Les actions d’occupations et de grèves se poursuivent en cet automne 2012 encore. Elles contraignent le gouvernement à ouvrir des
discussions avec les organisations syndicales et patronales, et les ministères du Travail et de l’Intérieur. Une circulaire de régularisation qui précise des critères applicables partout est
enfin acquise. Mais elle est insuffisante pour reconnaître dans leurs droits notamment celles et ceux qui sont contraint-e-s au travail au noir. »
Pour apprécier correctement la réalité, il vaut mieux lire la centaine d’articles parus sur ce blog depuis cinq ans, ICI, en particulier les derniers
articles à propos de la circulaire Valls.
Et ainsi de suite...
Des modes d’organisation pour la syndicalisation
(Nous reprenons ici le titre de la partie C du rapport d’activité).
Comme d’habitude chez nous, on arrive là dans une section « langue de bois + + » réservée à quelques initiés capables de
décrypter les vides entre les virgules.
A la CGT, on ne dit pas les choses, on y fait allusion. On se gargarise de formules (« Vivre ensemble, travailler ensemble dans
la CGT » C2), mais on cache toutes les contradictions, les soucis, les problèmes, au lieu de les mettre sur la table et de les résoudre collectivement et ouvertement.

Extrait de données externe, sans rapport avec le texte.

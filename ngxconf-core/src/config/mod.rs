//! Settings for parsing and serialization

mod loader;
mod types;

pub use loader::SettingsLoader;
pub use types::{ParseOptions, Settings, Style};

Vous ne saurez donc rien des méandres de la succession de Bernard Thibault et des contradictions réelles qui se cachaient
derrière les diverses candidatures, les conflits d’autorité, les ambitions de carrière des dirigeants – mais oui –, les fédérations qui défendent leurs petits prés carrés, le rôle des experts
cachés derrière toutes les directions et tutti quanti. Voir ICI sur le blog.

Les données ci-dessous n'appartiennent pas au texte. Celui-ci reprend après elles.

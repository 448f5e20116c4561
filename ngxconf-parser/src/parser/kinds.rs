//! Specialized directive kinds
//!
//! Every directive carries a [`DirectiveKind`]. Generic directives use
//! [`DirectiveKind::Generic`]; the registry upgrades recognized ones to a
//! typed variant whose payload holds the fields parsed from the directive's
//! parameters. The generic name, parameters and block stay on the
//! [`Directive`] itself, so generic traversal works on every variant.

use crate::parser::ast::{Config, Directive, Parameter};
use crate::parser::classifier::unquote;
use ngxconf_core::{Error, Result};
use std::fmt;

#[derive(Debug, Clone, PartialEq, Default)]
pub enum DirectiveKind {
    #[default]
    Generic,
    Http,
    Server,
    Location(Location),
    Upstream(Upstream),
    UpstreamServer(UpstreamServer),
    Map(Map),
    MapEntry(MapEntry),
    Geo(Geo),
    GeoEntry(GeoEntry),
    SplitClients(SplitClients),
    SplitClientsEntry(SplitClientsEntry),
    Stream,
    StreamServer,
    StreamUpstream(StreamUpstream),
    StreamUpstreamServer(StreamUpstreamServer),
    Include(Include),
    LimitReqZone(LimitReqZone),
    LimitConnZone(LimitConnZone),
    ProxyCachePath(ProxyCachePath),
    /// Block whose body is kept verbatim (`content_by_lua_block` and friends)
    LuaBlock,
}

impl DirectiveKind {
    pub fn is_generic(&self) -> bool {
        matches!(self, DirectiveKind::Generic)
    }

    /// Short label for logs and diagnostics
    pub fn label(&self) -> &'static str {
        match self {
            DirectiveKind::Generic => "generic",
            DirectiveKind::Http => "http",
            DirectiveKind::Server => "server",
            DirectiveKind::Location(_) => "location",
            DirectiveKind::Upstream(_) => "upstream",
            DirectiveKind::UpstreamServer(_) => "upstream server",
            DirectiveKind::Map(_) => "map",
            DirectiveKind::MapEntry(_) => "map entry",
            DirectiveKind::Geo(_) => "geo",
            DirectiveKind::GeoEntry(_) => "geo entry",
            DirectiveKind::SplitClients(_) => "split_clients",
            DirectiveKind::SplitClientsEntry(_) => "split_clients entry",
            DirectiveKind::Stream => "stream",
            DirectiveKind::StreamServer => "stream server",
            DirectiveKind::StreamUpstream(_) => "stream upstream",
            DirectiveKind::StreamUpstreamServer(_) => "stream upstream server",
            DirectiveKind::Include(_) => "include",
            DirectiveKind::LimitReqZone(_) => "limit_req_zone",
            DirectiveKind::LimitConnZone(_) => "limit_conn_zone",
            DirectiveKind::ProxyCachePath(_) => "proxy_cache_path",
            DirectiveKind::LuaBlock => "lua block",
        }
    }
}

fn shape_error(directive: &Directive, message: impl fmt::Display) -> Error {
    Error::validation(format!("'{}' {}", directive.name(), message)).at_line(directive.line)
}

fn expect_params(directive: &Directive, range: std::ops::RangeInclusive<usize>) -> Result<()> {
    let count = directive.parameters.len();
    if range.contains(&count) {
        return Ok(());
    }
    let expected = if range.start() == range.end() {
        format!("{}", range.start())
    } else {
        format!("{} to {}", range.start(), range.end())
    };
    Err(shape_error(
        directive,
        format!("expects {} parameter(s), found {}", expected, count),
    ))
}

fn expect_no_params(directive: &Directive) -> Result<()> {
    expect_params(directive, 0..=0)
}

/// `http { ... }`
pub fn http(directive: &Directive) -> Result<DirectiveKind> {
    expect_no_params(directive)?;
    Ok(DirectiveKind::Http)
}

/// `server { ... }` inside `http`
pub fn server(directive: &Directive) -> Result<DirectiveKind> {
    expect_no_params(directive)?;
    Ok(DirectiveKind::Server)
}

/// `stream { ... }`
pub fn stream(directive: &Directive) -> Result<DirectiveKind> {
    expect_no_params(directive)?;
    Ok(DirectiveKind::Stream)
}

/// `server { ... }` inside `stream`
pub fn stream_server(directive: &Directive) -> Result<DirectiveKind> {
    expect_no_params(directive)?;
    Ok(DirectiveKind::StreamServer)
}

pub fn lua_block(directive: &Directive) -> Result<DirectiveKind> {
    if directive.block().is_some_and(|b| b.is_raw()) {
        Ok(DirectiveKind::LuaBlock)
    } else {
        Err(shape_error(directive, "must be followed by a { ... } body"))
    }
}

// ============================================================
// Location
// ============================================================

/// Location match modifier
#[derive(Debug, Clone, Copy, PartialEq, Eq, Hash)]
pub enum LocationModifier {
    /// `=`
    Exact,
    /// `^~`
    PreferPrefix,
    /// `~`
    Regex,
    /// `~*`
    RegexCaseless,
}

impl LocationModifier {
    pub fn parse(s: &str) -> Option<Self> {
        match s {
            "=" => Some(Self::Exact),
            "^~" => Some(Self::PreferPrefix),
            "~" => Some(Self::Regex),
            "~*" => Some(Self::RegexCaseless),
            _ => None,
        }
    }

    pub fn as_str(&self) -> &'static str {
        match self {
            Self::Exact => "=",
            Self::PreferPrefix => "^~",
            Self::Regex => "~",
            Self::RegexCaseless => "~*",
        }
    }

    pub fn is_regex(&self) -> bool {
        matches!(self, Self::Regex | Self::RegexCaseless)
    }
}

impl fmt::Display for LocationModifier {
    fn fmt(&self, f: &mut fmt::Formatter<'_>) -> fmt::Result {
        f.write_str(self.as_str())
    }
}

/// `location [modifier] pattern { ... }`
#[derive(Debug, Clone, PartialEq, Eq)]
pub struct Location {
    pub modifier: Option<LocationModifier>,
    pub pattern: String,
}

impl Location {
    pub fn from_directive(directive: &Directive) -> Result<Self> {
        expect_params(directive, 1..=2)?;
        let first = directive.parameters[0].value();
        if let Some(second) = directive.param(1) {
            let modifier = LocationModifier::parse(first).ok_or_else(|| {
                shape_error(directive, format!("has unknown modifier '{}'", first))
            })?;
            return Ok(Self {
                modifier: Some(modifier),
                pattern: second.to_string(),
            });
        }
        // Modifier written without a space: `location =/favicon.ico`
        for prefix in ["~*", "^~", "~", "="] {
            if let Some(rest) = first.strip_prefix(prefix) {
                if !rest.is_empty() {
                    return Ok(Self {
                        modifier: LocationModifier::parse(prefix),
                        pattern: rest.to_string(),
                    });
                }
            }
        }
        if LocationModifier::parse(first).is_some() {
            return Err(shape_error(directive, "has a modifier but no pattern"));
        }
        Ok(Self {
            modifier: None,
            pattern: first.to_string(),
        })
    }

    /// `location @name`
    pub fn is_named(&self) -> bool {
        self.pattern.starts_with('@')
    }

    pub fn to_directive(&self) -> Directive {
        let mut params = Vec::new();
        if let Some(m) = self.modifier {
            params.push(Parameter::new(m.as_str()));
        }
        params.push(Parameter::new(self.pattern.as_str()));
        Directive::new_block("location", params).with_kind(DirectiveKind::Location(self.clone()))
    }
}

pub fn location(directive: &Directive) -> Result<DirectiveKind> {
    Location::from_directive(directive).map(DirectiveKind::Location)
}

// ============================================================
// Upstream
// ============================================================

/// `upstream name { ... }`
#[derive(Debug, Clone, PartialEq, Eq)]
pub struct Upstream {
    pub name: String,
}

pub type StreamUpstream = Upstream;

impl Upstream {
    pub fn from_directive(directive: &Directive) -> Result<Self> {
        expect_params(directive, 1..=1)?;
        Ok(Self {
            name: unquote(directive.parameters[0].value()),
        })
    }
}

pub fn upstream(directive: &Directive) -> Result<DirectiveKind> {
    Upstream::from_directive(directive).map(DirectiveKind::Upstream)
}

pub fn stream_upstream(directive: &Directive) -> Result<DirectiveKind> {
    Upstream::from_directive(directive).map(DirectiveKind::StreamUpstream)
}

/// `server address [weight=N] [backup] ...;` inside an upstream
#[derive(Debug, Clone, PartialEq, Eq)]
pub struct UpstreamServer {
    pub address: String,
    /// Bare flags such as `backup`, `down`, `resolve`
    pub flags: Vec<String>,
    /// `key=value` options in source order
    pub options: Vec<(String, String)>,
}

pub type StreamUpstreamServer = UpstreamServer;

impl UpstreamServer {
    pub fn new(address: impl Into<String>) -> Self {
        Self {
            address: address.into(),
            flags: Vec::new(),
            options: Vec::new(),
        }
    }

    pub fn with_flag(mut self, flag: impl Into<String>) -> Self {
        self.flags.push(flag.into());
        self
    }

    pub fn with_option(mut self, key: impl Into<String>, value: impl Into<String>) -> Self {
        self.options.push((key.into(), value.into()));
        self
    }

    pub fn option(&self, key: &str) -> Option<&str> {
        self.options
            .iter()
            .find(|(k, _)| k == key)
            .map(|(_, v)| v.as_str())
    }

    pub fn has_flag(&self, flag: &str) -> bool {
        self.flags.iter().any(|f| f == flag)
    }

    pub fn from_directive(directive: &Directive) -> Result<Self> {
        if directive.is_block() {
            return Err(shape_error(directive, "inside an upstream cannot have a block"));
        }
        let Some((address, rest)) = directive.parameters.split_first() else {
            return Err(shape_error(directive, "inside an upstream requires an address"));
        };
        let mut server = Self::new(address.value());
        for param in rest {
            match param.value().split_once('=') {
                Some((k, v)) => server.options.push((k.to_string(), v.to_string())),
                None => server.flags.push(param.value().to_string()),
            }
        }
        Ok(server)
    }

    pub fn params(&self) -> Vec<Parameter> {
        let mut params = vec![Parameter::new(self.address.as_str())];
        params.extend(
            self.options
                .iter()
                .map(|(k, v)| Parameter::new(format!("{}={}", k, v))),
        );
        params.extend(self.flags.iter().map(|f| Parameter::new(f.as_str())));
        params
    }

    pub(crate) fn to_directive(&self, kind: DirectiveKind) -> Directive {
        Directive::leaf("server", self.params()).with_kind(kind)
    }
}

pub fn upstream_server(directive: &Directive) -> Result<DirectiveKind> {
    UpstreamServer::from_directive(directive).map(DirectiveKind::UpstreamServer)
}

pub fn stream_upstream_server(directive: &Directive) -> Result<DirectiveKind> {
    UpstreamServer::from_directive(directive).map(DirectiveKind::StreamUpstreamServer)
}

// ============================================================
// Map, geo and split_clients
// ============================================================

/// `map $source $variable { ... }`
#[derive(Debug, Clone, PartialEq, Eq)]
pub struct Map {
    pub source: String,
    pub variable: String,
}

impl Map {
    pub fn from_directive(directive: &Directive) -> Result<Self> {
        expect_params(directive, 2..=2)?;
        Ok(Self {
            source: directive.parameters[0].value().to_string(),
            variable: directive.parameters[1].value().to_string(),
        })
    }
}

pub fn map(directive: &Directive) -> Result<DirectiveKind> {
    Map::from_directive(directive).map(DirectiveKind::Map)
}

/// Names inside a `map` block that are settings, not entries
pub const MAP_KEYWORDS: [&str; 4] = ["default", "hostnames", "volatile", "include"];

/// `pattern value;` inside a map
#[derive(Debug, Clone, PartialEq, Eq)]
pub struct MapEntry {
    pub pattern: String,
    pub value: String,
}

impl MapEntry {
    pub fn new(pattern: impl Into<String>, value: impl Into<String>) -> Self {
        Self {
            pattern: pattern.into(),
            value: value.into(),
        }
    }

    pub fn to_directive(&self) -> Directive {
        Directive::leaf(&self.pattern, [self.value.as_str()])
            .with_kind(DirectiveKind::MapEntry(self.clone()))
    }
}

pub fn map_entry(directive: &Directive) -> Result<DirectiveKind> {
    if MAP_KEYWORDS.contains(&directive.name()) {
        return Ok(DirectiveKind::Generic);
    }
    entry_shape(directive)?;
    Ok(DirectiveKind::MapEntry(MapEntry::new(
        directive.name(),
        directive.parameters[0].value(),
    )))
}

fn entry_shape(directive: &Directive) -> Result<()> {
    if directive.is_block() {
        return Err(shape_error(directive, "entry cannot have a block"));
    }
    expect_params(directive, 1..=1)
}

/// `geo [$source] $variable { ... }`
#[derive(Debug, Clone, PartialEq, Eq)]
pub struct Geo {
    /// Address source, `$remote_addr` when omitted
    pub source: String,
    pub variable: String,
}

Vous ne saurez rien de la guerre totale qui se déroule à l’intérieur de la Fédération du Commerce ( ICI), de l’échec de la fusion de la Fédération Construction-Bois et de celle du Verre Céramique, des procès qui ont mis face à face la Confédération et les
Ports et Docks, des embrouilles dans l'UD 94... Vous saurez que la nouvelle « Commission d’affiliation » a eu à intervenir, mais vous ne saurez pas sur quoi !
Vous
ne saurez rien des relations suspectes entre la direction confédérale et les divers pouvoirs politiques. Pas seulement face à Hollande aujourd’hui qu’il ne faut surtout pas critiquer
ouvertement, mais aussi les relations honteuses avec Sarkozy jusqu’au milieu 2010 (« Elections : Thibault vs Sarkozy ? »), à tel point que les Echos pouvaient titrer « L’alliance Sarkozy-CGT » en février 2010 (voir ci-contre)…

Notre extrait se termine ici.